Nikkei 7.7% surge biggest one-day gain in 7 years
Comment of the Day

September 09 2015

Commentary by Eoin Treacy

Nikkei 7.7% surge biggest one-day gain in 7 years

This article by Peter Wells for the Financial Times may be of interest to subscribers. Here is a section: 

Analysts in Tokyo said the sharp rise in Japanese markets reflected the low closing level on Tuesday and a large amount of short covering.

“The background is a rise in Chinese shares yesterday, which spread to Europe and the US, then back to Japan,” said Mr Motomura, who noted that Nikkei 225 futures had already rallied above 18,000 in Chicago before the Japanese market opened.

Tomohiro Okawa, Japan equities strategist at UBS in Tokyo, said the market had been behaving strangely since the previous day. “I don’t think there’s a big change in trend,” he said.

The Shanghai Composite closed 2.3 per cent higher, while the tech-heavy Shenzhen Composite added 3.3 per cent. Hong Kong’s Hang Seng rose 4.1 per cent for its biggest one-day gain since December 1 2011.

Elsewhere around the region, Australia’s S&P/ASX 200 added 2.1 per cent for its third-best day of the year, Korea’s Kospi gained 3 per cent for its best day since December 21 2011 and Taiwan’s Taiex jumped 3.6 per cent for its second-best day of 2015.

Eoin Treacy's view

The Nikkei-225 lost momentum from June and pulled back sharply in August to complete a Type-2 top. Following a major reaction against the prevailing trend market participants cast around for reasons for why the drawdown was so abrupt.
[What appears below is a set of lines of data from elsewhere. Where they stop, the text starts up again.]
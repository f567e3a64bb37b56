use core::mem::offset_of;

/// Interrupt flag in RFLAGS.
pub const RFLAGS_IF: u64 = 1 << 9;

/// RFLAGS bit 1 always reads as one.
pub const RFLAGS_RESERVED: u64 = 1 << 1;

/// Machine state on the stack while the timer handler runs.
///
/// The entry stub builds this block from the top down: the CPU pushes
/// `ss`..`rip`, the stub pushes the error code placeholder, the vector and
/// then `rax` through `r15`. The stub passes `rsp` (pointing at `r15`) to the
/// handler, and its epilogue pops whatever the handler left here.
///
/// ```text
/// low addr   r15 r14 .. rbx rax | vector error_code | rip cs rflags rsp ss   high addr
///            └── pushed by stub ─────────────────────┘└── pushed by CPU ──┘
/// ```
#[repr(C)]
#[derive(Copy, Clone, Debug, Default, PartialEq, Eq)]
pub struct TrapFrame {
    pub r15: u64,
    pub r14: u64,
    pub r13: u64,
    pub r12: u64,
    pub r11: u64,
    pub r10: u64,
    pub r9: u64,
    pub r8: u64,
    pub rbp: u64,
    pub rdi: u64,
    pub rsi: u64,
    pub rdx: u64,
    pub rcx: u64,
    pub rbx: u64,
    pub rax: u64,
    pub vector: u64,
    pub error_code: u64,
    pub rip: u64,
    pub cs: u64,
    pub rflags: u64,
    pub rsp: u64,
    pub ss: u64,
}

impl TrapFrame {
    /// Bytes the entry stub pushes before calling the handler.
    pub const STUB_PUSHED: usize = offset_of!(Self, rip);

    /// A frame that starts executing `entry` on the stack ending at
    /// `stack_top`, with interrupts enabled.
    ///
    /// `stack_top` is lowered by 8 so `entry` sees the same stack alignment
    /// as after a `call`.
    #[must_use]
    #[allow(clippy::cast_lossless)]
    pub const fn for_entry(entry: u64, stack_top: u64, cs: u16, ss: u16) -> Self {
        Self {
            r15: 0,
            r14: 0,
            r13: 0,
            r12: 0,
            r11: 0,
            r10: 0,
            r9: 0,
            r8: 0,
            rbp: 0,
            rdi: 0,
            rsi: 0,
            rdx: 0,
            rcx: 0,
            rbx: 0,
            rax: 0,
            vector: 0,
            error_code: 0,
            rip: entry,
            cs: cs as u64,
            rflags: RFLAGS_IF | RFLAGS_RESERVED,
            rsp: (stack_top & !0xF) - 8,
            ss: ss as u64,
        }
    }
}

const _: () = {
    assert!(size_of::<TrapFrame>() == 22 * 8);
    assert!(offset_of!(TrapFrame, r15) == 0);
    assert!(offset_of!(TrapFrame, rax) == 14 * 8);
    assert!(offset_of!(TrapFrame, vector) == 15 * 8);
    assert!(offset_of!(TrapFrame, error_code) == 16 * 8);
    assert!(TrapFrame::STUB_PUSHED == 17 * 8);
    assert!(offset_of!(TrapFrame, ss) == 21 * 8);
};

#[cfg(test)]
mod tests {
    use super::*;

    #[test]
    fn entry_frame_starts_with_interrupts_enabled() {
        let frame = TrapFrame::for_entry(0xFFFF_FFFF_8010_1234, 0xFFFF_FF00_0001_1000, 0x38, 0x30);
        assert_eq!(frame.rip, 0xFFFF_FFFF_8010_1234);
        assert_eq!(frame.rsp, 0xFFFF_FF00_0001_0FF8);
        assert_eq!(frame.rsp % 16, 8);
        assert_eq!((frame.cs, frame.ss), (0x38, 0x30));
        assert_eq!(frame.rflags, 0x202);
        assert_eq!(frame.rax, 0);
    }
}
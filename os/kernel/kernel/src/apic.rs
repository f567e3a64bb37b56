//! # Local APIC
//!
//! Just enough of the Local APIC to run a periodic timer and acknowledge it.
//! The register file is reached through MSRs when the CPU supports x2APIC
//! and through the memory-mapped page (seen via the direct map) otherwise.
//!
//! | Register        | xAPIC offset | x2APIC MSR |
//! |-----------------|--------------|------------|
//! | ID              | `0x020`      | `0x802`    |
//! | EOI             | `0x0B0`      | `0x80B`    |
//! | Spurious vector | `0x0F0`      | `0x80F`    |
//! | LVT timer       | `0x320`      | `0x832`    |
//! | Initial count   | `0x380`      | `0x838`    |
//! | Divide config   | `0x3E0`      | `0x83E`    |

use bitfield_struct::bitfield;
use kernel_registers::msr::{Ia32ApicBase, Msr};
use kernel_registers::{LoadRegisterUnsafe, StoreRegisterUnsafe};
use kernel_sync::SyncOnceCell;
use kernel_task::EndOfInterrupt;
use kernel_vmem::VirtualAddress;
use log::info;

/// Divide configuration for a divide-by-16 timer clock.
pub const DIVIDE_BY_16: u32 = 0b0011;

/// Vector the APIC reports spurious interrupts on.
pub const SPURIOUS_VECTOR: u8 = 0xFF;

/// Spurious-vector register bit that software-enables the APIC.
const SVR_APIC_ENABLE: u32 = 1 << 8;

/// Register index shared by both access modes.
#[repr(u32)]
#[derive(Copy, Clone, Debug, PartialEq, Eq)]
pub enum Register {
    Id = 0x02,
    Eoi = 0x0B,
    SpuriousVector = 0x0F,
    LvtTimer = 0x32,
    InitialCount = 0x38,
    DivideConfig = 0x3E,
}

impl Register {
    #[must_use]
    pub const fn msr(self) -> Msr {
        Msr::new(0x800 + self as u32)
    }

    #[must_use]
    #[allow(clippy::cast_lossless)]
    pub const fn mmio_offset(self) -> u64 {
        (self as u64) << 4
    }
}

#[derive(Debug, Clone, Copy, PartialEq, Eq)]
#[repr(u8)]
pub enum TimerMode {
    OneShot = 0b00,
    Periodic = 0b01,
    TscDeadline = 0b10,
}

impl TimerMode {
    const fn into_bits(self) -> u8 {
        self as u8
    }

    const fn from_bits(value: u8) -> Self {
        match value {
            0b01 => Self::Periodic,
            0b10 => Self::TscDeadline,
            _ => Self::OneShot,
        }
    }
}

/// LVT timer register.
#[bitfield(u32)]
#[derive(PartialEq, Eq)]
pub struct LvtTimer {
    pub vector: u8,

    #[bits(4)]
    _reserved0: u8,

    /// Set while an interrupt is pending delivery.
    #[bits(1, access = RO)]
    pub delivery_pending: bool,

    #[bits(3)]
    _reserved1: u8,

    pub masked: bool,

    #[bits(2)]
    pub mode: TimerMode,

    #[bits(13)]
    _reserved2: u16,
}

/// How the register file is reached.
#[derive(Copy, Clone, Debug, PartialEq, Eq)]
pub enum LapicMode {
    X2Apic,
    /// `base` maps the xAPIC register page.
    XApic { base: VirtualAddress },
}

#[derive(Debug)]
pub struct Lapic {
    mode: LapicMode,
}

impl Lapic {
    /// # Safety
    /// `mode` must match how the running CPU's APIC is enabled, and an xAPIC
    /// base must map the register page uncached.
    #[must_use]
    pub const unsafe fn new(mode: LapicMode) -> Self {
        Self { mode }
    }

    #[allow(clippy::cast_possible_truncation)]
    fn read(&self, reg: Register) -> u32 {
        match self.mode {
            LapicMode::X2Apic => unsafe { reg.msr().load_raw() as u32 },
            LapicMode::XApic { base } => unsafe {
                core::ptr::read_volatile((base + reg.mmio_offset()).as_mut_ptr::<u32>())
            },
        }
    }

    fn write(&self, reg: Register, value: u32) {
        match self.mode {
            LapicMode::X2Apic => unsafe { reg.msr().store_raw(u64::from(value)) },
            LapicMode::XApic { base } => unsafe {
                core::ptr::write_volatile((base + reg.mmio_offset()).as_mut_ptr::<u32>(), value);
            },
        }
    }

    /// The APIC ID of this CPU.
    #[must_use]
    pub fn id(&self) -> u32 {
        let raw = self.read(Register::Id);
        match self.mode {
            LapicMode::X2Apic => raw,
            LapicMode::XApic { .. } => raw >> 24,
        }
    }

    /// Software-enable the APIC.
    pub fn enable(&self) {
        self.write(
            Register::SpuriousVector,
            SVR_APIC_ENABLE | u32::from(SPURIOUS_VECTOR),
        );
    }

    /// Fire `vector` every `initial_count` ticks of the bus clock divided by 16.
    pub fn start_periodic_timer(&self, vector: u8, initial_count: u32) {
        let lvt = LvtTimer::new()
            .with_vector(vector)
            .with_mode(TimerMode::Periodic);

        self.write(Register::LvtTimer, lvt.with_masked(true).into_bits());
        self.write(Register::DivideConfig, DIVIDE_BY_16);
        self.write(Register::InitialCount, initial_count);
        self.write(Register::LvtTimer, lvt.into_bits());
    }

    pub fn eoi(&self) {
        self.write(Register::Eoi, 0);
    }
}

impl EndOfInterrupt for Lapic {
    fn end_of_interrupt(&self) {
        self.eoi();
    }
}

static LAPIC: SyncOnceCell<Lapic> = SyncOnceCell::new();

/// The initialized Local APIC.
pub fn lapic() -> Option<&'static Lapic> {
    LAPIC.get()
}

/// Physical address of the xAPIC register page.
///
/// # Safety
/// Must run at CPL0.
pub unsafe fn xapic_phys_base() -> u64 {
    unsafe { Ia32ApicBase::load_unsafe() }.base_phys()
}

/// Enable the Local APIC of this CPU, preferring x2APIC. Later calls return
/// the first instance.
///
/// # Safety
/// Must run at CPL0. Without x2APIC the register page must be mapped at
/// `hhdm_base` plus [`xapic_phys_base`].
pub unsafe fn init(hhdm_base: u64) -> &'static Lapic {
    LAPIC.get_or_init(|| {
        let mut msr = unsafe { Ia32ApicBase::load_unsafe() }.with_enabled(true);
        let mode = if cpu_has_x2apic() {
            msr.set_x2apic(true);
            LapicMode::X2Apic
        } else {
            LapicMode::XApic {
                base: VirtualAddress::new(hhdm_base + msr.base_phys()),
            }
        };
        unsafe { msr.store_unsafe() };

        let lapic = unsafe { Lapic::new(mode) };
        lapic.enable();
        info!("Local APIC {} enabled in {mode:?} mode", lapic.id());
        lapic
    })
}

/// CPUID.01H:ECX\[21\].
fn cpu_has_x2apic() -> bool {
    let ecx: u32;
    unsafe {
        core::arch::asm!(
            "push rbx",
            "cpuid",
            "pop rbx",
            inlateout("eax") 1u32 => _,
            inlateout("ecx") 0u32 => ecx,
            lateout("edx") _,
            options(nomem, preserves_flags),
        );
    }
    ecx & (1 << 21) != 0
}

#[cfg(test)]
mod tests {
    use super::*;

    #[test]
    fn register_locations() {
        assert_eq!(Register::Eoi.msr().raw(), 0x80B);
        assert_eq!(Register::Eoi.mmio_offset(), 0xB0);
        assert_eq!(Register::LvtTimer.msr().raw(), 0x832);
        assert_eq!(Register::LvtTimer.mmio_offset(), 0x320);
        assert_eq!(Register::DivideConfig.mmio_offset(), 0x3E0);
        assert_eq!(Register::Id.msr().raw(), 0x802);
    }

    #[test]
    fn periodic_timer_encoding() {
        let lvt = LvtTimer::new()
            .with_vector(32)
            .with_mode(TimerMode::Periodic);
        assert_eq!(lvt.into_bits(), 0x0002_0020);
        assert_eq!(lvt.with_masked(true).into_bits(), 0x0003_0020);

        let decoded = LvtTimer::from_bits(0x0002_1020);
        assert!(decoded.delivery_pending());
        assert_eq!(decoded.mode(), TimerMode::Periodic);
        assert_eq!(decoded.vector(), 32);
    }
}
In this case the reasons did not have a great deal to do with Japanese equities but more with closing out of carry trades which saw the Yen strengthen which in turn hit stops.

The Yen has since encountered resistance in the region of the 200-day MA and the Nikkei-225 bounced emphatically today to confirm a low of at least near-term significance. A sustained move back above 19000 would signal a return to demand dominance beyond the short-term.  

The 2nd Section Index which so often leads has also stabilised above its late August lows. This is the first time either index has spent any significant time trading below the trend mean since breaking out in 2012. As such this represents at least a warning shot across the bows for the medium-term uptrends and their success in holding the August lows represents a significant point of reference for those holding long positions.